First, there was Mother Nature. Winter arrived in January with eight days of deep cold in Western Canada, forcing CN to restrict train length. Then powerful rainstorms lashed southern British Columbia starting Jan. 30, washing out CN’s main to Vancouver for six days.
The major washouts occurred in the rugged Fraser River canyon directional running zone where CN and CP share trackage, with CN hosting westbounds and CP carrying eastbounds. The railways had to resort to running directional fleets of 15 to 20 trains at a time over CP’s line. The single-track bottleneck caused eastbound traffic to stack up at the Port of Vancouver and westbounds to be staged as far away as the Prairies. The directional running zone ranks among the top three freight mains by tonnage in North America, alongside BNSF Railway’s Southern Transcon in the Southwest and Union Pacific’s triple track across Nebraska. So this blockage was, by itself, a big deal.

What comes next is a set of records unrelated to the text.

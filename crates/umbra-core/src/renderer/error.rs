// Copyright 2025 eraflo
//
// Licensed under the Apache License, Version 2.0 (the "License");
// you may not use this file except in compliance with the License.
// You may obtain a copy of the License at
//
//     http://www.apache.org/licenses/LICENSE-2.0
//
// Unless required by applicable law or agreed to in writing, software
// distributed under the License is distributed on an "AS IS" BASIS,
// WITHOUT WARRANTIES OR CONDITIONS OF ANY KIND, either express or implied.
// See the License for the specific language governing permissions and
// limitations under the License.

//! Defines the hierarchy of error types for the rendering subsystem.

use crate::math::Extent2D;
use crate::renderer::api::{TextureFormat, TextureId};
use std::fmt;

/// An error related to the creation, lookup or access of a texture.
#[derive(Debug, Clone, PartialEq)]
pub enum ResourceError {
    /// The texture id does not refer to a live texture.
    NotFound {
        /// The id that was looked up.
        id: TextureId,
    },
    /// A texture descriptor cannot be realized (zero size, for instance).
    InvalidDescriptor {
        /// The label of the offending descriptor, if any.
        label: Option<String>,
        /// Why the descriptor was rejected.
        reason: String,
    },
    /// Textures used together in one operation do not share an extent.
    SizeMismatch {
        /// The extent the operation expected.
        expected: Extent2D,
        /// The extent of the texture that was supplied.
        found: Extent2D,
    },
    /// A texture is bound both as a render target and as a shader input.
    ReadWriteHazard {
        /// The texture bound on both sides.
        id: TextureId,
        /// The binding slot that read it.
        slot: String,
    },
    /// A texture of the wrong format was supplied.
    FormatMismatch {
        /// The texture that was supplied.
        id: TextureId,
        /// The format the operation requires.
        expected: TextureFormat,
        /// The format the texture has.
        found: TextureFormat,
    },
    /// A pooled texture token was returned to a pool that does not track it.
    ForeignPooledTexture {
        /// The id carried by the token.
        id: TextureId,
    },
    /// A backend-specific failure.
    BackendError(String),
}

impl fmt::Display for ResourceError {
    fn fmt(&self, f: &mut fmt::Formatter<'_>) -> fmt::Result {
        match self {
            ResourceError::NotFound { id } => write!(f, "Texture not found for ID: {id:?}"),
            ResourceError::InvalidDescriptor { label, reason } => write!(
                f,
                "Invalid texture descriptor '{}': {}",
                label.as_deref().unwrap_or("Unknown"),
                reason
            ),
            ResourceError::SizeMismatch { expected, found } => {
                write!(f, "Texture size mismatch: expected {expected}, found {found}")
            }
            ResourceError::ReadWriteHazard { id, slot } => write!(
                f,
                "Texture {id:?} is bound as a target and read through slot '{slot}'"
            ),
            ResourceError::FormatMismatch {
                id,
                expected,
                found,
            } => write!(
                f,
                "Texture {id:?} has format {found:?}, expected {expected:?}"
            ),
            ResourceError::ForeignPooledTexture { id } => {
                write!(f, "Pooled texture {id:?} does not belong to this pool")
            }
            ResourceError::BackendError(msg) => write!(f, "Backend resource error: {msg}"),
        }
    }
}

impl std::error::Error for ResourceError {}

/// The top-level error type for frame rendering operations.
#[derive(Debug, Clone, PartialEq)]
pub enum RenderError {
    /// A draw was issued with a mesh whose index buffer is malformed.
    InvalidMesh {
        /// The label of the draw.
        label: String,
        /// What was wrong with the mesh.
        reason: String,
    },
    /// A draw was issued with no color or depth target.
    NoRenderTarget {
        /// The label of the draw.
        label: String,
    },
    /// More color targets were bound than a program can write.
    TooManyColorTargets {
        /// The number of targets that were bound.
        count: usize,
        /// The supported maximum.
        max: usize,
    },
    /// An error occurred while managing a texture.
    ResourceError(ResourceError),
}

impl fmt::Display for RenderError {
    fn fmt(&self, f: &mut fmt::Formatter<'_>) -> fmt::Result {
        match self {
            RenderError::InvalidMesh { label, reason } => {
                write!(f, "Invalid mesh submitted by '{label}': {reason}")
            }
            RenderError::NoRenderTarget { label } => {
                write!(f, "Draw '{label}' has no render target")
            }
            RenderError::TooManyColorTargets { count, max } => {
                write!(f, "{count} color targets bound, at most {max} supported")
            }
            RenderError::ResourceError(e) => {
                write!(f, "Graphics resource operation failed: {e}")
            }
        }
    }
}

impl std::error::Error for RenderError {
    fn source(&self) -> Option<&(dyn std::error::Error + 'static)> {
        match self {
            RenderError::ResourceError(e) => Some(e),
            _ => None,
        }
    }
}

impl From<ResourceError> for RenderError {
    fn from(err: ResourceError) -> Self {
        RenderError::ResourceError(err)
    }
}

#[cfg(test)]
mod tests {
    use std::error::Error;

    use super::*;

    #[test]
    fn resource_error_display() {
        let err = ResourceError::SizeMismatch {
            expected: Extent2D::new(64, 64),
            found: Extent2D::new(32, 64),
        };
        assert_eq!(
            format!("{err}"),
            "Texture size mismatch: expected 64x64, found 32x64"
        );

        let err = ResourceError::ReadWriteHazard {
            id: TextureId(3),
            slot: "main".to_string(),
        };
        assert_eq!(
            format!("{err}"),
            "Texture TextureId(3) is bound as a target and read through slot 'main'"
        );
    }

    #[test]
    fn render_error_display_wrapping_resource_error() {
        let res_err = ResourceError::NotFound { id: TextureId(101) };
        let render_err: RenderError = res_err.into();
        assert_eq!(
            format!("{render_err}"),
            "Graphics resource operation failed: Texture not found for ID: TextureId(101)"
        );
        assert!(render_err.source().is_some());
    }

    #[test]
    fn render_error_without_source() {
        let err = RenderError::NoRenderTarget {
            label: "mask".to_string(),
        };
        assert_eq!(format!("{err}"), "Draw 'mask' has no render target");
        assert!(err.source().is_none());
    }
}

Then came nearly a month of civil protests. On Feb. 6, as CN began digging out from the washout backlog, the first of several First Nations blockades set up camp on CN’s tracks. The blockades, protesting a proposed natural gas pipeline in British Columbia, halted traffic on CN’s Montreal-Toronto mainline in the East. Also ultimately affected: CN’s line to Prince Rupert, British Columbia, which was blocked by protests for six days. Other protests came and went in Edmonton, Alberta; Winnipeg, Manitoba; Quebec; and British Columbia. CP was affected, too, but to a much lesser extent. CP even hosted detour traffic for CN between Montreal and Toronto.

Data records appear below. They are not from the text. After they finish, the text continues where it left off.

// Copyright 2025 eraflo
//
// Licensed under the Apache License, Version 2.0 (the "License");
// you may not use this file except in compliance with the License.
// You may obtain a copy of the License at
//
//     http://www.apache.org/licenses/LICENSE-2.0
//
// Unless required by applicable law or agreed to in writing, software
// distributed under the License is distributed on an "AS IS" BASIS,
// WITHOUT WARRANTIES OR CONDITIONS OF ANY KIND, either express or implied.
// See the License for the specific language governing permissions and
// limitations under the License.

//! The single degrade path shared by every compositor pass.
//!
//! A pass that cannot run, because an input is missing or the device
//! rejected one of its draws, leaves the frame untouched: its input image is
//! copied to its output and the frame carries on.

use umbra_core::renderer::api::TextureId;
use umbra_core::renderer::{GraphicsDevice, RenderError, ResourceError};

/// A precondition a pass needs and did not get this frame.
#[derive(Debug, Clone, Copy, PartialEq, Eq, thiserror::Error)]
pub enum MissingInput {
    /// The geometry pass produced no G-buffer.
    #[error("no G-buffer was produced this frame")]
    GBuffer,
    /// The base lighting pass produced no lit-color buffer.
    #[error("no lit-color buffer is available")]
    LitBuffer,
    /// No enabled directional light was supplied.
    #[error("no enabled directional light was supplied")]
    DirectionalLight,
    /// The light list is empty.
    #[error("the light list is empty")]
    LightList,
    /// The light volume masks were not generated.
    #[error("no light volume masks were generated")]
    Masks,
    /// The pass has no shading material configured.
    #[error("the pass has no material")]
    Material,
}

/// Why a pass body stopped early.
#[derive(Debug, thiserror::Error)]
pub enum PassError {
    /// A precondition is not met; the pass is skipped silently.
    #[error(transparent)]
    Missing(#[from] MissingInput),
    /// The device rejected an operation of the pass.
    #[error("device failure: {0}")]
    Device(#[from] RenderError),
}

impl From<ResourceError> for PassError {
    fn from(e: ResourceError) -> Self {
        PassError::Device(RenderError::ResourceError(e))
    }
}

/// What a pass did with the frame.
#[derive(Debug, Clone, PartialEq)]
pub enum PassOutcome<T> {
    /// The pass ran and produced `T`.
    Executed(T),
    /// The pass copied its input to its output unchanged.
    PassedThrough,
}

impl<T> PassOutcome<T> {
    /// Returns the produced value, if the pass ran.
    pub fn executed(self) -> Option<T> {
        match self {
            PassOutcome::Executed(value) => Some(value),
            PassOutcome::PassedThrough => None,
        }
    }

    /// Returns `true` if the pass copied its input through.
    pub fn is_passthrough(&self) -> bool {
        matches!(self, PassOutcome::PassedThrough)
    }
}

/// Runs `pass`, falling back to copying `source` into `destination` when it fails.
///
/// Missing inputs are logged at `debug`, device failures at `warn`. Only a
/// failure of the fallback copy itself is returned as an error.
///
/// # Examples
///
/// ```
/// use std::sync::Arc;
/// use umbra_core::math::{Extent2D, Vec4};
/// use umbra_core::renderer::api::{TextureDescriptor, TextureFormat, TextureKey};
/// use umbra_core::renderer::GraphicsDevice;
/// use umbra_infra::SoftwareDevice;
/// use umbra_lanes::{run_or_passthrough, MissingInput, PassOutcome};
///
/// let device = SoftwareDevice::new();
/// let key = TextureKey::new(Extent2D::new(2, 2), TextureFormat::Rgba8Unorm);
/// let src = device.create_texture(&TextureDescriptor::from_key("src", key)).unwrap();
/// let dst = device.create_texture(&TextureDescriptor::from_key("dst", key)).unwrap();
/// device.clear_texture(src, Vec4::ONE).unwrap();
///
/// let outcome = run_or_passthrough(&device, "Example", src, dst, || -> Result<(), _> {
///     Err(MissingInput::GBuffer.into())
/// })
/// .unwrap();
/// assert_eq!(outcome, PassOutcome::PassedThrough);
/// assert_eq!(device.read_texture(dst).unwrap().texel(1, 1), Vec4::ONE);
/// ```
pub fn run_or_passthrough<T>(
    device: &dyn GraphicsDevice,
    pass_name: &str,
    source: TextureId,
    destination: TextureId,
    pass: impl FnOnce() -> Result<T, PassError>,
) -> Result<PassOutcome<T>, RenderError> {
    match pass() {
        Ok(value) => Ok(PassOutcome::Executed(value)),
        Err(err) => {
            match &err {
                PassError::Missing(missing) => {
                    log::debug!("{pass_name}: passing through ({missing})");
                }
                PassError::Device(device_err) => {
                    log::warn!("{pass_name}: passing through after device failure: {device_err}");
                }
            }
            device.copy_texture(source, destination)?;
            Ok(PassOutcome::PassedThrough)
        }
    }
}

#[cfg(test)]
mod tests {
    use super::*;
    use umbra_core::math::{Extent2D, Vec4};
    use umbra_core::renderer::api::{TextureDescriptor, TextureFormat, TextureKey};
    use umbra_infra::SoftwareDevice;

    fn pair(device: &SoftwareDevice) -> (TextureId, TextureId) {
        let key = TextureKey::new(Extent2D::new(4, 4), TextureFormat::Rgba16Float);
        let src = device
            .create_texture(&TextureDescriptor::from_key("src", key))
            .unwrap();
        let dst = device
            .create_texture(&TextureDescriptor::from_key("dst", key))
            .unwrap();
        device
            .clear_texture(src, Vec4::new(0.5, 0.25, 1.0, 1.0))
            .unwrap();
        (src, dst)
    }

    #[test]
    fn successful_pass_leaves_destination_alone() {
        let device = SoftwareDevice::new();
        let (src, dst) = pair(&device);
        let outcome = run_or_passthrough(&device, "Test", src, dst, || Ok(7)).unwrap();
        assert_eq!(outcome, PassOutcome::Executed(7));
        assert!(device.read_texture(dst).unwrap().data.iter().all(|b| *b == 0));
    }

    #[test]
    fn device_failure_degrades_to_copy() {
        let device = SoftwareDevice::new();
        let (src, dst) = pair(&device);
        let outcome = run_or_passthrough(&device, "Test", src, dst, || -> Result<(), _> {
            Err(ResourceError::NotFound { id: TextureId(999) }.into())
        })
        .unwrap();
        assert!(outcome.is_passthrough());
        assert_eq!(
            device.read_texture(dst).unwrap().data,
            device.read_texture(src).unwrap().data
        );
    }

    #[test]
    fn failing_copy_surfaces_as_error() {
        let device = SoftwareDevice::new();
        let (src, _) = pair(&device);
        let result = run_or_passthrough(&device, "Test", src, TextureId(999), || -> Result<(), _> {
            Err(MissingInput::LitBuffer.into())
        });
        assert!(matches!(
            result,
            Err(RenderError::ResourceError(ResourceError::NotFound { .. }))
        ));
    }
}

As if that wasn't enough, then came regulatory woes. The same day the protests began, a CP crude oil train derailed and caught fire in Guernsey, Sask., the second such wreck in the area since December. Hours later Transport Canada issued a ministerial order that restricted key trains – those with 20 or more cars of hazardous materials – to 20 mph in metropolitan areas and 25 mph elsewhere. With the stroke of a pen, Transport Minister Marc Garneau’s knee-jerk reaction effectively reduced CN’s overall capacity by a third. You could call this slowdown “Whoa Canada!”
The impact of all this showed up starkly in CN’s key performance metrics for the week ending Feb. 14. Average train speed, which began the year at a healthy 20.3 mph, sank 23% to 15.9 mph. And car-miles per day, an all-in metric that’s the result of train speed and terminal dwell, fell 40%, to 136 miles from 228 in the first week of January.
The washout and network slowdown rippled throughout the Canadian supply chain, including a massive on-dock container backlog at Vancouver, Canada’s busiest port. CN’s on-dock container footage spiked to 200,000 feet, roughly double the usual volume, according to port authority data.
Mercifully, Garneau modified his order on Feb. 16, permitting key trains to operate at 50 mph in signalled territory and 30 to 35 mph in metropolitan areas depending on the commodity and volume carried per train. CN immediately began bouncing back, and on-dock container volume at Vancouver has quickly returned to normal levels.
Meanwhile, CN on Feb. 13 was forced to shut down its network in Eastern Canada due to the ongoing First Nations protests. Some 400 trains had been cancelled over the prior week, a number that does not include the suspension of virtually all VIA Rail passenger service from coast to coast. CN furloughed 450 or so people in the East as a result of the illegal blockades and has since recalled workers as service resumed.
On Sunday the federal government reached a tentative deal with the Wet'suwet'en Hereditary Chiefs to end the protests, which of course have nothing to do with CN. Over the past month provincial police have been playing whack-a-mole with blockades. Once one is cleared, another pops up. So it remains to be seen if the agreement will produce lasting results.
But one thing’s for sure: Problems with Mother Nature, regulatory overreach, and civil protests are temporary setbacks. CN’s terrible, horrible, no good, very bad start to the year won’t affect the railway’s long-term growth prospects, which remain bright. Port expansions in Vancouver and Prince Rupert will enable CN to haul more containers and bulk traffic over the next few years. More grain elevators are being built alongside CN lines on the Prairies. And the railway has a Feed the Beast strategy to put more traffic on its underutilized Eastern network, including attracting international intermodal business to Halifax, Nova Scotia, and Quebec City.
For now, as CN works off its traffic backlog, January and February remain months the railway would rather forget.